CHAPTER 26 Systemic mastocytosis
Introduction
SM diagnosis is based on morphology and cannot be established on the basis of clinical findings alone. Therefore, the pathologist should be familiar with the diagnostic criteria defined for mastocytosis and also to recognize its mimickers.1,2 Important mimickers of mastocytosis are reactive states of mast cell hyperplasia and a few rare neoplastic hematological disorders such as tryptase-positive acute myeloid leukemia (AML) or myelomastocytic leukemia. Diagnostic criteria of SM are given in Box 26.1.

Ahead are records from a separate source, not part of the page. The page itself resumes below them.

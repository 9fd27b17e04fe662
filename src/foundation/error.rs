/// Convenience result type used across Walli.
pub type WalliResult<T> = Result<T, WalliError>;

/// Top-level error taxonomy used by engine APIs.
#[derive(thiserror::Error, Debug)]
pub enum WalliError {
    /// Invalid style parameters or other caller-provided data.
    #[error("validation error: {0}")]
    Validation(String),

    /// Uploaded bytes could not be decoded into a source image.
    #[error("decode error: {0}")]
    Decode(String),

    /// A draw pass could not be prepared or executed.
    #[error("render error: {0}")]
    Render(String),

    /// Export refused before any surface was allocated.
    #[error("export rejected: {0}")]
    ExportRejected(String),

    /// The rendered surface could not be encoded or written.
    #[error("serialization failed: {0}")]
    Serialization(String),

    /// Errors when parsing or emitting JSON.
    #[error("serde error: {0}")]
    Serde(String),

    /// Wrapped lower-level error from dependencies or IO.
    #[error(transparent)]
    Other(#[from] anyhow::Error),
}

impl WalliError {
    /// Build a [`WalliError::Validation`] value.
    pub fn validation(msg: impl Into<String>) -> Self {
        Self::Validation(msg.into())
    }

    /// Build a [`WalliError::Decode`] value.
    pub fn decode(msg: impl Into<String>) -> Self {
        Self::Decode(msg.into())
    }

    /// Build a [`WalliError::Render`] value.
    pub fn render(msg: impl Into<String>) -> Self {
        Self::Render(msg.into())
    }

    /// Build a [`WalliError::ExportRejected`] value.
    pub fn export_rejected(msg: impl Into<String>) -> Self {
        Self::ExportRejected(msg.into())
    }

    /// Build a [`WalliError::Serialization`] value.
    pub fn serialization(msg: impl Into<String>) -> Self {
        Self::Serialization(msg.into())
    }

    /// Build a [`WalliError::Serde`] value.
    pub fn serde(msg: impl Into<String>) -> Self {
        Self::Serde(msg.into())
    }

    /// `true` for errors the user recovers from by re-editing or re-uploading.
    pub fn is_recoverable_input(&self) -> bool {
        matches!(self, Self::Validation(_) | Self::Decode(_) | Self::Serde(_))
    }
}

#[cfg(test)]
#[path = "../../tests/unit/foundation/error.rs"]
mod tests;
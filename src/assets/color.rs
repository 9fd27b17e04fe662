use std::fmt;

/// Straight-alpha sRGB color with 8-bit channels and a fractional alpha.
///
/// `Display` renders the CSS form `rgba(r, g, b, a)`.
#[derive(Debug, Clone, Copy, PartialEq)]
pub struct RgbaColor {
    /// Red channel.
    pub r: u8,
    /// Green channel.
    pub g: u8,
    /// Blue channel.
    pub b: u8,
    /// Alpha in `[0, 1]`.
    pub a: f64,
}

impl RgbaColor {
    /// Build a color from channels; alpha is clamped into `[0, 1]`.
    pub fn new(r: u8, g: u8, b: u8, a: f64) -> Self {
        Self {
            r,
            g,
            b,
            a: if a.is_nan() { 1.0 } else { a.clamp(0.0, 1.0) },
        }
    }

    /// Opaque white at the given alpha. Returned for hex input that cannot be parsed.
    pub fn white(a: f64) -> Self {
        Self::new(255, 255, 255, a)
    }

    /// Alpha quantized to 8 bits.
    pub fn alpha_u8(self) -> u8 {
        (self.a * 255.0).round() as u8
    }

    /// Straight-alpha RGBA8 quadruple.
    pub fn to_rgba8(self) -> [u8; 4] {
        [self.r, self.g, self.b, self.alpha_u8()]
    }

    pub(crate) fn to_cpu_color(self) -> vello_cpu::peniko::Color {
        vello_cpu::peniko::Color::from_rgba8(self.r, self.g, self.b, self.alpha_u8())
    }
}

impl fmt::Display for RgbaColor {
    fn fmt(&self, f: &mut fmt::Formatter<'_>) -> fmt::Result {
        write!(f, "rgba({}, {}, {}, {})", self.r, self.g, self.b, self.a)
    }
}

/// Convert `#rgb` / `#rrggbb` plus an opacity percentage into a translucent color.
///
/// `opacity_percent` is clamped into `[0, 100]` (NaN counts as 100). Input of any other length,
/// or with non-hex digits, yields white at the requested alpha; this never fails.
pub fn hex_to_rgba(hex: &str, opacity_percent: f64) -> RgbaColor {
    let opacity = if opacity_percent.is_nan() {
        100.0
    } else {
        opacity_percent.clamp(0.0, 100.0)
    };
    let alpha = opacity / 100.0;

    match parse_hex_rgb(hex) {
        Some([r, g, b]) => RgbaColor::new(r, g, b, alpha),
        None => RgbaColor::white(alpha),
    }
}

/// `true` for strings matching `^#([0-9a-f]{3}|[0-9a-f]{6})$`, case-insensitively.
pub fn is_valid_hex(s: &str) -> bool {
    let Some(digits) = s.strip_prefix('#') else {
        return false;
    };
    matches!(digits.len(), 3 | 6) && digits.bytes().all(|b| b.is_ascii_hexdigit())
}

fn parse_hex_rgb(hex: &str) -> Option<[u8; 3]> {
    if !hex.is_ascii() {
        return None;
    }
    let digits = match hex.len() {
        4 | 7 => hex.strip_prefix('#')?,
        _ => return None,
    };
    if !digits.bytes().all(|b| b.is_ascii_hexdigit()) {
        return None;
    }

    fn hex_byte(pair: &str) -> Option<u8> {
        u8::from_str_radix(pair, 16).ok()
    }

    if digits.len() == 3 {
        let mut out = [0u8; 3];
        for (i, c) in digits.chars().enumerate() {
            let doubled: String = [c, c].iter().collect();
            out[i] = hex_byte(&doubled)?;
        }
        return Some(out);
    }

    Some([
        hex_byte(&digits[0..2])?,
        hex_byte(&digits[2..4])?,
        hex_byte(&digits[4..6])?,
    ])
}

#[cfg(test)]
#[path = "../../tests/unit/assets/color.rs"]
mod tests;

The major and two of four minor diagnostic criteria are morphology-based. Diagnosis of SM can be established if the major and one minor criterion are fulfilled. In cases lacking the major criterion, SM diagnosis can be established if at least three minor criteria are found.1,2 Most cases of SM can be easily diagnosed when focal compact infiltrates with a significant proportion of spindle-shaped mast cells are present. SM exhibiting exclusively round mast cells can be diagnosed after demonstration of an atypical immunophenotype with expression of CD25, which is not present in normal mast cells.3 If compact mast cell infiltrates are missing, diffusely scattered spindle-shaped mast cells with CD25 expression alone are not enough to establish a diagnosis of mastocytosis. In these patients, demonstration of the KITD816V mutation and/or chronically elevated serum tryptase enables diagnosis of mastocytosis since three of four minor criteria are fulfilled.4,5,6
BM is the main tissue where diagnosis of SM can be established. However, demonstration of compact mast cell infiltrates in extramedullary tissues like lymph node, spleen, liver and/or mucosa should also be regarded as strong indication for SM.7,8,9 Rarely, the diagnosis of mastocytosis is first established in the mucosa of the gastrointestinal (GI) tract and BM involvement is confirmed later. It is rather unlikely that pure GI form exists. In all patients with GI involvement, the meticulous investigation of the BM should be performed using immunohistochemistry and molecular biology. In a considerable proportion of SM patients, the degree of tissue infiltration is very low. The WHO 2008 classification of mastocytosis is given in Box 26.2.2 The approach to the diagnosis of mastocytosis is complex and considering its relatively low incidence, the diagnosis is usually more difficult than in most other hematological malignancies. The different forms of SM can only be recognized when the pathologist is aware of important clinical findings, especially the so-called ‘B-findings’, including organomegaly, and ‘C-findings’, indicating organ dysfunction due to widespread mast cell infiltration (Box 26.2).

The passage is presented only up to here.